** Your task **
Every single line below has to be printed once more, exactly.

** Entries supplied **

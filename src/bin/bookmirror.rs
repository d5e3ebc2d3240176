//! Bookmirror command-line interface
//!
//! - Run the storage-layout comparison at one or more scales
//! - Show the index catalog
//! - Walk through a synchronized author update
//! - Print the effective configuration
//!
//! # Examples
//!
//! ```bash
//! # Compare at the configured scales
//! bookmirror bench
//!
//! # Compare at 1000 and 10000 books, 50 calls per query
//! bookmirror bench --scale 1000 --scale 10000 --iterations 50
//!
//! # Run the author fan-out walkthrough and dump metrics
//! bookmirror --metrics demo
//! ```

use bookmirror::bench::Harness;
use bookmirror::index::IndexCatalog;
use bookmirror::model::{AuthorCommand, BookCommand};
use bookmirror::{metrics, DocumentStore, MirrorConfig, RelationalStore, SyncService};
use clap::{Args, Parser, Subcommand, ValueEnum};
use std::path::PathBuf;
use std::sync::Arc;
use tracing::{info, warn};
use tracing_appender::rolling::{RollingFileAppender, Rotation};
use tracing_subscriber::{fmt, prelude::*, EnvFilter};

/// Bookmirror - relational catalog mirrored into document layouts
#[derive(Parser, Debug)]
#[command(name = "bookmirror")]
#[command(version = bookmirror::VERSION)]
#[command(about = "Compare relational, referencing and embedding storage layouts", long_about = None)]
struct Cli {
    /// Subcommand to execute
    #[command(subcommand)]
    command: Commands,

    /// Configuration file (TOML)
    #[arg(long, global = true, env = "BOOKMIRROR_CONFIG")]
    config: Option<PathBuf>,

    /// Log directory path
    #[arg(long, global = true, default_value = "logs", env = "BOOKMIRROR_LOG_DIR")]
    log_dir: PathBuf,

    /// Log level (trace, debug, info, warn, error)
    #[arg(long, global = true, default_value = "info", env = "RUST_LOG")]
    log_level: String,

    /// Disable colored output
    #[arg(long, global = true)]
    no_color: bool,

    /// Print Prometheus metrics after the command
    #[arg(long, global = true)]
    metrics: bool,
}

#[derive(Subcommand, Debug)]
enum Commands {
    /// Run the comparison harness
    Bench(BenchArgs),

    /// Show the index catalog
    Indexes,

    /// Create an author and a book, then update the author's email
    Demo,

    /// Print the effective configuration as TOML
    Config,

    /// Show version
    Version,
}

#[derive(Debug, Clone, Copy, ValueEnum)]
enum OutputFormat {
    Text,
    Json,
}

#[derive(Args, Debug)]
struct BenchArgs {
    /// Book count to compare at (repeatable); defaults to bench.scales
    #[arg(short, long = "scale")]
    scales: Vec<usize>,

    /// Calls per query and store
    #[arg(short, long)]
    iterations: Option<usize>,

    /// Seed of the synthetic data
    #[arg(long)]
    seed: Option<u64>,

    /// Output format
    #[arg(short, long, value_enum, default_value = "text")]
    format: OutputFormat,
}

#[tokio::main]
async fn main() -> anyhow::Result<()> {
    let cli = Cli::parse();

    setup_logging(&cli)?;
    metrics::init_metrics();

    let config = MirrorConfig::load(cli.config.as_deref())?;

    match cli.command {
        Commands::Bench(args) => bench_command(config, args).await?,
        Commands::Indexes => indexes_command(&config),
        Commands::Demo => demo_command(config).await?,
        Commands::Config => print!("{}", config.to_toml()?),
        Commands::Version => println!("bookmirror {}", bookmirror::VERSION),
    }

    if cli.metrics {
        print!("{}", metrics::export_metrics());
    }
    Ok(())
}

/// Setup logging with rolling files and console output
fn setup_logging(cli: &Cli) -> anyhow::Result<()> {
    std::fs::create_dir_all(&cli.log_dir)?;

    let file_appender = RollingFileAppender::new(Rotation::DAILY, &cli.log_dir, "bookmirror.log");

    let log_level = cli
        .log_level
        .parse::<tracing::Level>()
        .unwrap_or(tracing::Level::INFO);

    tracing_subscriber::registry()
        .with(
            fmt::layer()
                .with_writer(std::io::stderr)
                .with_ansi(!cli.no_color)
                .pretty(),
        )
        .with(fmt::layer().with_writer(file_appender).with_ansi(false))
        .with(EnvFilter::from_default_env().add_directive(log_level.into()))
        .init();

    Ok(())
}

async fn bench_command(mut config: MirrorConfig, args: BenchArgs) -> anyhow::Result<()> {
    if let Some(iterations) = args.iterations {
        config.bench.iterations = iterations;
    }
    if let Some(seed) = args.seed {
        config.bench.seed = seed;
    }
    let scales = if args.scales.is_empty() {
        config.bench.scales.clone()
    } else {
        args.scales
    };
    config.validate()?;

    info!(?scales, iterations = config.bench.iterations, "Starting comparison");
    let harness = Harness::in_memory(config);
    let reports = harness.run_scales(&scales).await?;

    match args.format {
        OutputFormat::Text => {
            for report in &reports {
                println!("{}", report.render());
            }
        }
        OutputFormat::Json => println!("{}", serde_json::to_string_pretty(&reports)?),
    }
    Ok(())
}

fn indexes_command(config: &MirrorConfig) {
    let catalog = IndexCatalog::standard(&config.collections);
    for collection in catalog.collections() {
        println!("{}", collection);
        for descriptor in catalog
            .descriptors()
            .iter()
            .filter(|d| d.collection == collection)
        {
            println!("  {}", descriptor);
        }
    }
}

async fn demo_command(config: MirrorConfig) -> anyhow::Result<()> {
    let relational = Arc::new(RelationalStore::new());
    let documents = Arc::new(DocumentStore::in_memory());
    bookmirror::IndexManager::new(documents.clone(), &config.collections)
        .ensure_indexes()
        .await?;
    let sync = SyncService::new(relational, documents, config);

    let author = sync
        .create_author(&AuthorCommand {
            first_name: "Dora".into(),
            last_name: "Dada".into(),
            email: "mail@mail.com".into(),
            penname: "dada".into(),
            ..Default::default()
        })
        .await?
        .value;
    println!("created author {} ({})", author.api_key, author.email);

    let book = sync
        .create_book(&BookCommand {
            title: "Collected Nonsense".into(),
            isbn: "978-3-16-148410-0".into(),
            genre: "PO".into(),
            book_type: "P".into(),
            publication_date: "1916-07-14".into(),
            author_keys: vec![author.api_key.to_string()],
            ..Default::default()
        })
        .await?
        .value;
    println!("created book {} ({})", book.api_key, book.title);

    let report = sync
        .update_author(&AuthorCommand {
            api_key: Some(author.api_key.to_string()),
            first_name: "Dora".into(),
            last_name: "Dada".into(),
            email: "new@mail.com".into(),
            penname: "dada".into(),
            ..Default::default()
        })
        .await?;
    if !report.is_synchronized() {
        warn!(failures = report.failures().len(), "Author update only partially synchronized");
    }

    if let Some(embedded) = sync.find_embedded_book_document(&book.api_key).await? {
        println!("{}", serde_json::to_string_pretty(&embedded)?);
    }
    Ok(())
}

** Written answer **
filename src/bin/bookmirror.rs
repository d5e3ebc2d3240176
//! Bookmirror command-line interface
//!
//! - Run the storage-layout comparison at one or more scales
//! - Show the index catalog
//! - Walk through a synchronized author update
//! - Print the effective configuration
//!
//! # Examples
//!
//! ```bash
//! # Compare at the configured scales
//! bookmirror bench
//!
//! # Compare at 1000 and 10000 books, 50 calls per query
//! bookmirror bench --scale 1000 --scale 10000 --iterations 50
//!
//! # Run the author fan-out walkthrough and dump metrics
//! bookmirror --metrics demo
//! ```

use bookmirror::bench::Harness;
use bookmirror::index::IndexCatalog;
use bookmirror::model::{AuthorCommand, BookCommand};
use bookmirror::{metrics, DocumentStore, MirrorConfig, RelationalStore, SyncService};
use clap::{Args, Parser, Subcommand, ValueEnum};
use std::path::PathBuf;
use std::sync::Arc;
use tracing::{info, warn};
use tracing_appender::rolling::{RollingFileAppender, Rotation};
use tracing_subscriber::{fmt, prelude::*, EnvFilter};

/// Bookmirror - relational catalog mirrored into document layouts
#[derive(Parser, Debug)]
#[command(name = "bookmirror")]
#[command(version = bookmirror::VERSION)]
#[command(about = "Compare relational, referencing and embedding storage layouts", long_about = None)]
struct Cli {
    /// Subcommand to execute
    #[command(subcommand)]
    command: Commands,

    /// Configuration file (TOML)
    #[arg(long, global = true, env = "BOOKMIRROR_CONFIG")]
    config: Option<PathBuf>,

    /// Log directory path
    #[arg(long, global = true, default_value = "logs", env = "BOOKMIRROR_LOG_DIR")]
    log_dir: PathBuf,

    /// Log level (trace, debug, info, warn, error)
    #[arg(long, global = true, default_value = "info", env = "RUST_LOG")]
    log_level: String,

    /// Disable colored output
    #[arg(long, global = true)]
    no_color: bool,

    /// Print Prometheus metrics after the command
    #[arg(long, global = true)]
    metrics: bool,
}

#[derive(Subcommand, Debug)]
enum Commands {
    /// Run the comparison harness
    Bench(BenchArgs),

    /// Show the index catalog
    Indexes,

    /// Create an author and a book, then update the author's email
    Demo,

    /// Print the effective configuration as TOML
    Config,

    /// Show version
    Version,
}

#[derive(Debug, Clone, Copy, ValueEnum)]
enum OutputFormat {
    Text,
    Json,
}

#[derive(Args, Debug)]
struct BenchArgs {
    /// Book count to compare at (repeatable); defaults to bench.scales
    #[arg(short, long = "scale")]
    scales: Vec<usize>,

    /// Calls per query and store
    #[arg(short, long)]
    iterations: Option<usize>,

    /// Seed of the synthetic data
    #[arg(long)]
    seed: Option<u64>,

    /// Output format
    #[arg(short, long, value_enum, default_value = "text")]
    format: OutputFormat,
}

#[tokio::main]
async fn main() -> anyhow::Result<()> {
    let cli = Cli::parse();

    setup_logging(&cli)?;
    metrics::init_metrics();

    let config = MirrorConfig::load(cli.config.as_deref())?;

    match cli.command {
        Commands::Bench(args) => bench_command(config, args).await?,
        Commands::Indexes => indexes_command(&config),
        Commands::Demo => demo_command(config).await?,
        Commands::Config => print!("{}", config.to_toml()?),
        Commands::Version => println!("bookmirror {}", bookmirror::VERSION),
    }

    if cli.metrics {
        print!("{}", metrics::export_metrics());
    }
    Ok(())
}

/// Setup logging with rolling files and console output
fn setup_logging(cli: &Cli) -> anyhow::Result<()> {
    std::fs::create_dir_all(&cli.log_dir)?;

    let file_appender = RollingFileAppender::new(Rotation::DAILY, &cli.log_dir, "bookmirror.log");

    let log_level = cli
        .log_level
        .parse::<tracing::Level>()
        .unwrap_or(tracing::Level::INFO);

    tracing_subscriber::registry()
        .with(
            fmt::layer()
                .with_writer(std::io::stderr)
                .with_ansi(!cli.no_color)
                .pretty(),
        )
        .with(fmt::layer().with_writer(file_appender).with_ansi(false))
        .with(EnvFilter::from_default_env().add_directive(log_level.into()))
        .init();

    Ok(())
}

async fn bench_command(mut config: MirrorConfig, args: BenchArgs) -> anyhow::Result<()> {
    if let Some(iterations) = args.iterations {
        config.bench.iterations = iterations;
    }
    if let Some(seed) = args.seed {
        config.bench.seed = seed;
    }
    let scales = if args.scales.is_empty() {
        config.bench.scales.clone()
    } else {
        args.scales
    };
    config.validate()?;

    info!(?scales, iterations = config.bench.iterations, "Starting comparison");
    let harness = Harness::in_memory(config);
    let reports = harness.run_scales(&scales).await?;

    match args.format {
        OutputFormat::Text => {
            for report in &reports {
                println!("{}", report.render());
            }
        }
        OutputFormat::Json => println!("{}", serde_json::to_string_pretty(&reports)?),
    }
    Ok(())
}

fn indexes_command(config: &MirrorConfig) {
    let catalog = IndexCatalog::standard(&config.collections);
    for collection in catalog.collections() {
        println!("{}", collection);
        for descriptor in catalog
            .descriptors()
            .iter()
            .filter(|d| d.collection == collection)
        {
            println!("  {}", descriptor);
        }
    }
}

async fn demo_command(config: MirrorConfig) -> anyhow::Result<()> {
    let relational = Arc::new(RelationalStore::new());
    let documents = Arc::new(DocumentStore::in_memory());
    bookmirror::IndexManager::new(documents.clone(), &config.collections)
        .ensure_indexes()
        .await?;
    let sync = SyncService::new(relational, documents, config);

    let author = sync
        .create_author(&AuthorCommand {
            first_name: "Dora".into(),
            last_name: "Dada".into(),
            email: "mail@mail.com".into(),
            penname: "dada".into(),
            ..Default::default()
        })
        .await?
        .value;
    println!("created author {} ({})", author.api_key, author.email);

    let book = sync
        .create_book(&BookCommand {
            title: "Collected Nonsense".into(),
            isbn: "978-3-16-148410-0".into(),
            genre: "PO".into(),
            book_type: "P".into(),
            publication_date: "1916-07-14".into(),
            author_keys: vec![author.api_key.to_string()],
            ..Default::default()
        })
        .await?
        .value;
    println!("created book {} ({})", book.api_key, book.title);

    let report = sync
        .update_author(&AuthorCommand {
            api_key: Some(author.api_key.to_string()),
            first_name: "Dora".into(),
            last_name: "Dada".into(),
            email: "new@mail.com".into(),
            penname: "dada".into(),
            ..Default::default()
        })
        .await?;
    if !report.is_synchronized() {
        warn!(failures = report.failures().len(), "Author update only partially synchronized");
    }

    if let Some(embedded) = sync.find_embedded_book_document(&book.api_key).await? {
        println!("{}", serde_json::to_string_pretty(&embedded)?);
    }
    Ok(())
}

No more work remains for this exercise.